机构地区:[1]第二军医大学附属长海医院血管外科,上海200433

出  处:《中国病理生理杂志》2003年第5期595-598,T002,共5页Chinese Journal of Pathophysiology

基  金:国家自然科学基金资助项目(No .39770 72 1)

摘  要:目的 :研究腹主动脉瘤 (AAA)中血管平滑肌细胞 (VSMC)表型改变 ,探讨其在AAA发病中的作用。方法 :选取人体AAA、动脉闭塞性疾病 (AOD)和正常腹主动脉 (NA)组织 ,采用α -肌动蛋白 (α -SMA)、结蛋白(desmin)及肌球蛋白重链 3种表型 (SM1、SM2和SMemb)单克隆抗体 ,利用免疫组化及电镜技术 ,检测VSMC收缩型与合成型。结果 :AOD及NA中VSMC以收缩表型α -SMA、desmin、SM1和SM2表达为主 ,SMemb在AOD的表达较低 ,而在NA无表达。
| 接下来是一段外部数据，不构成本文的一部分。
//! Data sources
//!
//! Where the raw joined rows come from. The choice is an explicit `DataSource` value
//! handed to the loader; nothing here is ambient state.

use calamine::{open_workbook_auto, Data, DataType, Reader};
use chrono::{Duration as ChronoDuration, NaiveDate, NaiveDateTime};
use csv::ReaderBuilder;
use std::path::{Path, PathBuf};
use std::time::Duration;
use thiserror::Error;
use tracing::{info, warn};

use crate::db::{self, DbConn};
use crate::models::{CsvRecord, RawRecord, RawValue};
use crate::sample::{generate_sample, SampleOptions, TIMESTAMP_FORMAT};

pub const DEFAULT_DB_PATH: &str = "data/warehouse_ops.db";

#[derive(Debug, Error)]
pub enum SourceError {
    #[error("file not found: {}", .0.display())]
    NotFound(PathBuf),

    #[error("unsupported file format: {0} (expected .csv, .xlsx or .xls)")]
    UnsupportedFormat(String),

    #[error("the {0} source needs a --path")]
    MissingPath(&'static str),

    #[error("CSV parse failed: {0}")]
    Csv(#[from] csv::Error),

    #[error("Excel parse failed: {0}")]
    Excel(String),

    #[error("database unavailable: {0}")]
    Database(String),

    #[error("data source timed out after {0:?}")]
    Timeout(Duration),

    #[error("invalid date range: {0}")]
    InvalidRange(String),

    #[error("data source unavailable: {0}")]
    Unavailable(String),
}

impl SourceError {
    /// The upstream could not supply a dataset at all (as opposed to bad input)
    pub fn is_unavailable(&self) -> bool {
        matches!(
            self,
            SourceError::Database(_) | SourceError::Timeout(_) | SourceError::Unavailable(_)
        )
    }
}

/// Source kinds selectable from the command line
#[derive(Debug, Clone, Copy, PartialEq, Eq, clap::ValueEnum)]
pub enum SourceKind {
    Sample,
    Csv,
    Excel,
    Database,
}

#[derive(Debug, Clone, PartialEq)]
pub enum DataSource {
    Csv(PathBuf),
    Excel(PathBuf),
    Sample(SampleOptions),
    Database { path: PathBuf },
}

impl DataSource {
    pub fn from_kind(kind: SourceKind, path: Option<PathBuf>, seed: Option<u64>) -> Result<Self, SourceError> {
        match kind {
            SourceKind::Sample => {
                let mut options = SampleOptions::default();
                if let Some(seed) = seed {
                    options = options.with_seed(seed);
                }
                Ok(DataSource::Sample(options))
            }
            SourceKind::Csv => path.map(DataSource::Csv).ok_or(SourceError::MissingPath("csv")),
            SourceKind::Excel => path.map(DataSource::Excel).ok_or(SourceError::MissingPath("excel")),
            SourceKind::Database => Ok(DataSource::Database {
                path: path.unwrap_or_else(|| PathBuf::from(DEFAULT_DB_PATH)),
            }),
        }
    }

    /// Pick CSV or Excel from the file extension
    pub fn from_file(path: impl Into<PathBuf>) -> Result<Self, SourceError> {
        let path = path.into();
        let ext = path
            .extension()
            .and_then(|e| e.to_str())
            .unwrap_or("")
            .to_lowercase();
        match ext.as_str() {
            "csv" => Ok(DataSource::Csv(path)),
            "xlsx" | "xls" => Ok(DataSource::Excel(path)),
            _ => Err(SourceError::UnsupportedFormat(ext)),
        }
    }

    pub fn label(&self) -> &'static str {
        match self {
            DataSource::Csv(_) => "csv",
            DataSource::Excel(_) => "excel",
            DataSource::Sample(_) => "sample",
            DataSource::Database { .. } => "database",
        }
    }
}

/// Inclusive order-date window handed to the data source
#[derive(Debug, Clone, Copy, PartialEq, Eq)]
pub struct DateRange {
    pub start: NaiveDateTime,
    pub end: NaiveDateTime,
}

impl DateRange {
    pub fn new(start: NaiveDateTime, end: NaiveDateTime) -> Result<Self, SourceError> {
        if start > end {
            return Err(SourceError::InvalidRange(format!("{} is after {}", start, end)));
        }
        Ok(Self { start, end })
    }

    /// Whole days: start at midnight, end at the last second of `end`
    pub fn from_dates(start: NaiveDate, end: NaiveDate) -> Result<Self, SourceError> {
        let start = start.and_hms_opt(0, 0, 0);
        let end = end.and_hms_opt(23, 59, 59);
        match (start, end) {
            (Some(start), Some(end)) => Self::new(start, end),
            _ => Err(SourceError::InvalidRange("out of range date".to_string())),
        }
    }

    pub fn last_days(now: NaiveDateTime, days: i64) -> Self {
        Self {
            start: now - ChronoDuration::days(days),
            end: now,
        }
    }

    /// Fill the missing ends of a requested window from the `days` before `now`
    pub fn resolve(
        start: Option<NaiveDate>,
        end: Option<NaiveDate>,
        now: NaiveDateTime,
        days: i64,
    ) -> Result<Self, SourceError> {
        let default = Self::last_days(now, days);
        Self::from_dates(
            start.unwrap_or(default.start.date()),
            end.unwrap_or(default.end.date()),
        )
    }

    pub fn contains(&self, dt: NaiveDateTime) -> bool {
        dt >= self.start && dt <= self.end
    }
}

/// Read a CSV export of joined rows. Structurally broken lines are skipped and counted.
pub fn read_csv(path: &Path) -> Result<Vec<RawRecord>, SourceError> {
    if !path.exists() {
        return Err(SourceError::NotFound(path.to_path_buf()));
    }

    let mut reader = ReaderBuilder::new().has_headers(true).from_path(path)?;

    let mut records = Vec::new();
    let mut skipped = 0usize;
    for result in reader.deserialize::<CsvRecord>() {
        match result {
            Ok(record) => records.push(record.to_raw()),
            Err(e) => {
                skipped += 1;
                warn!("Skipping CSV row: {}", e);
            }
        }
    }

    info!("Parsed {} records from {:?} ({} skipped)", records.len(), path, skipped);
    Ok(records)
}

fn excel_cell(cell: &Data) -> Option<RawValue> {
    match cell {
        Data::Empty => None,
        Data::Bool(b) => Some(RawValue::Bool(*b)),
        Data::Int(i) => Some(RawValue::Int(*i)),
        Data::Float(f) => Some(RawValue::Float(*f)),
        Data::String(s) if s.trim().is_empty() => None,
        Data::String(s) => Some(RawValue::Text(s.clone())),
        Data::DateTime(_) => cell
            .as_datetime()
            .map(|dt| RawValue::Text(dt.format(TIMESTAMP_FORMAT).to_string())),
        Data::DateTimeIso(s) => Some(RawValue::Text(s.clone())),
        other => Some(RawValue::Text(other.to_string())),
    }
}

/// Place a cell under the column it was read from. Unknown columns are ignored.
fn assign(record: &mut RawRecord, column: &str, value: Option<RawValue>) {
    let slot = match column {
        "order_id" => &mut record.order_id,
        "warehouse_id" => &mut record.warehouse_id,
        "warehouse_name" => &mut record.warehouse_name,
        "warehouse_location" => &mut record.warehouse_location,
        "team_assignment" => &mut record.team_assignment,
        "product_id" => &mut record.product_id,
        "product_name" => &mut record.product_name,
        "product_category" => &mut record.product_category,
        "brand" => &mut record.brand,
        "quantity" => &mut record.quantity,
        "order_date" => &mut record.order_date,
        "expected_delivery_date" => &mut record.expected_delivery_date,
        "actual_delivery_date" => &mut record.actual_delivery_date,
        "processing_time" => &mut record.processing_time,
        "shipping_time" => &mut record.shipping_time,
        "order_status" => &mut record.order_status,
        "is_fulfilled" => &mut record.is_fulfilled,
        _ => return,
    };
    *slot = value;
}

/// Read the first worksheet of a spreadsheet; the first row holds column names.
/// Cells keep their native type so that booleans and numbers reach the normalizer as such.
pub fn read_excel(path: &Path) -> Result<Vec<RawRecord>, SourceError> {
    if !path.exists() {
        return Err(SourceError::NotFound(path.to_path_buf()));
    }

    let mut workbook =
        open_workbook_auto(path).map_err(|e| SourceError::Excel(e.to_string()))?;
    let range = workbook
        .worksheet_range_at(0)
        .ok_or_else(|| SourceError::Excel("workbook has no worksheets".to_string()))?
        .map_err(|e| SourceError::Excel(e.to_string()))?;

    let mut rows = range.rows();
    let Some(header_row) = rows.next() else {
        return Ok(Vec::new());
    };
    let headers: Vec<String> = header_row
        .iter()
        .map(|cell| cell.to_string().trim().to_lowercase())
        .collect();

    let records: Vec<RawRecord> = rows
        .filter(|row| row.iter().any(|c| !matches!(c, Data::Empty)))
        .map(|row| {
            let mut record = RawRecord::default();
            for (header, cell) in headers.iter().zip(row.iter()) {
                assign(&mut record, header, excel_cell(cell));
            }
            record
        })
        .collect();

    info!("Parsed {} records from {:?}", records.len(), path);
    Ok(records)
}

async fn run_blocking<F>(f: F) -> Result<Vec<RawRecord>, SourceError>
where
    F: FnOnce() -> Result<Vec<RawRecord>, SourceError> + Send + 'static,
{
    tokio::task::spawn_blocking(f)
        .await
        .map_err(|e| SourceError::Unavailable(e.to_string()))?
}

/// Open the database behind a `Database` source, bounded by `timeout`
pub async fn open_database(path: &Path, timeout: Duration) -> Result<DbConn, SourceError> {
    let path = path.to_string_lossy();
    tokio::time::timeout(timeout, db::connect(&path))
        .await
        .map_err(|_| SourceError::Timeout(timeout))?
        .map_err(|e| SourceError::Database(e.to_string()))
}

async fn fetch_range(conn: &DbConn, range: &DateRange) -> Result<Vec<RawRecord>, SourceError> {
    let start = range.start.format(TIMESTAMP_FORMAT).to_string();
    let end = range.end.format(TIMESTAMP_FORMAT).to_string();
    db::fetch_records(conn, &start, &end)
        .await
        .map_err(|e| SourceError::Database(e.to_string()))
}

/// Orders in `range` from an already open connection, bounded by `timeout`
pub async fn load_from_connection(
    conn: &DbConn,
    range: &DateRange,
    timeout: Duration,
) -> Result<Vec<RawRecord>, SourceError> {
    let records = tokio::time::timeout(timeout, fetch_range(conn, range))
        .await
        .map_err(|_| SourceError::Timeout(timeout))??;

    info!(source = "database", rows = records.len(), "Loaded dataset");
    Ok(records)
}

/// Fetch one dataset, bounded by `timeout`. Only the database source applies `range`;
/// files and generated samples are returned whole.
pub async fn load_records(
    source: &DataSource,
    range: &DateRange,
    timeout: Duration,
) -> Result<Vec<RawRecord>, SourceError> {
    let fetch = async {
        match source {
            DataSource::Csv(path) => {
                let path = path.clone();
                run_blocking(move || read_csv(&path)).await
            }
            DataSource::Excel(path) => {
                let path = path.clone();
                run_blocking(move || read_excel(&path)).await
            }
            DataSource::Sample(options) => Ok(generate_sample(options)),
            DataSource::Database { path } => {
                let conn = db::connect(&path.to_string_lossy())
                    .await
                    .map_err(|e| SourceError::Database(e.to_string()))?;
                fetch_range(&conn, range).await
            }
        }
    };

    let records = tokio::time::timeout(timeout, fetch)
        .await
        .map_err(|_| SourceError::Timeout(timeout))??;

    info!(source = source.label(), rows = records.len(), "Loaded dataset");
    Ok(records)
}

/// A dataset plus the source that actually produced it
#[derive(Debug, Clone)]
pub struct LoadedDataset {
    pub records: Vec<RawRecord>,
    pub origin: &'static str,
    /// Why the sample dataset stands in for the requested source
    pub fallback_reason: Option<String>,
}

impl LoadedDataset {
    pub fn fell_back(&self) -> bool {
        self.fallback_reason.is_some()
    }
}

/// Settle a fetch result for `source`: an unavailable upstream is replaced by the sample
/// dataset so callers always get rows to work with. Bad input (missing file, parse errors)
/// is still reported.
pub fn with_fallback(
    source: &DataSource,
    result: Result<Vec<RawRecord>, SourceError>,
    fallback: &SampleOptions,
) -> Result<LoadedDataset, SourceError> {
    match result {
        Ok(records) => Ok(LoadedDataset {
            records,
            origin: source.label(),
            fallback_reason: None,
        }),
        Err(e) if e.is_unavailable() => {
            warn!("{}. Using sample data instead.", e);
            Ok(LoadedDataset {
                records: generate_sample(fallback),
                origin: "sample",
                fallback_reason: Some(e.to_string()),
            })
        }
        Err(e) => Err(e),
    }
}

/// `load_records` followed by `with_fallback`
pub async fn load_or_fallback(
    source: &DataSource,
    range: &DateRange,
    timeout: Duration,
    fallback: &SampleOptions,
) -> Result<LoadedDataset, SourceError> {
    with_fallback(source, load_records(source, range, timeout).await, fallback)
}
AAA中VSMC以合成表型SMemb为主 ,α -SMA、SM1和SM2明显低于AOD及NA ,desmin不表达 ;其中破裂者的SMemb和SM2低于非破裂者。结论 :VSMC表型变化参与腹主动脉壁损伤重构 。AIM:To study phenotypic changes of vascular smooth muscle cells (VSMC) in abdominal aortic aneurysmal (AAA) pathogenesis. METHODS: Tissue samples of human infrarenal aneurysmal and normal aorta(NA), and arterial occlusive diseases(AOD) were evaluated. Monoclonic antibodies of α-smooth muscle actin(α-SMA), desmin and smooth muscle myosin heavy chain isoforms (SM1, SM2 and SMemb) were used in immunohistochemistry to determine VSMC isoforms. Immunohistochemical results were analyzed with the use of computer-generated image technique. Ultrstructures of VSMC in three tissues above were observed by electron microscope. RESULTS: In control AOD and NA, VSMC in the media were strongly immunostained for α-SMA, desmin, SM1 and SM2. Immunoreactivity for SMemb was faint or weakly positive in AOD, but negative in NA. In AAA,the balance shifts to SMemb predominance with suppressed α-SMA, SM1 and SM2 and negative desmin, while in ruptured aneurysmal walls, the expression of SM2 and SMemb were decreased compared with the non-ruptured aneurysmal walls. CONCLUSION:Phenotypic changes of VSMC are concerned with abdominal aortic structure lesion and remodeling, which contributes to AAA formation and development.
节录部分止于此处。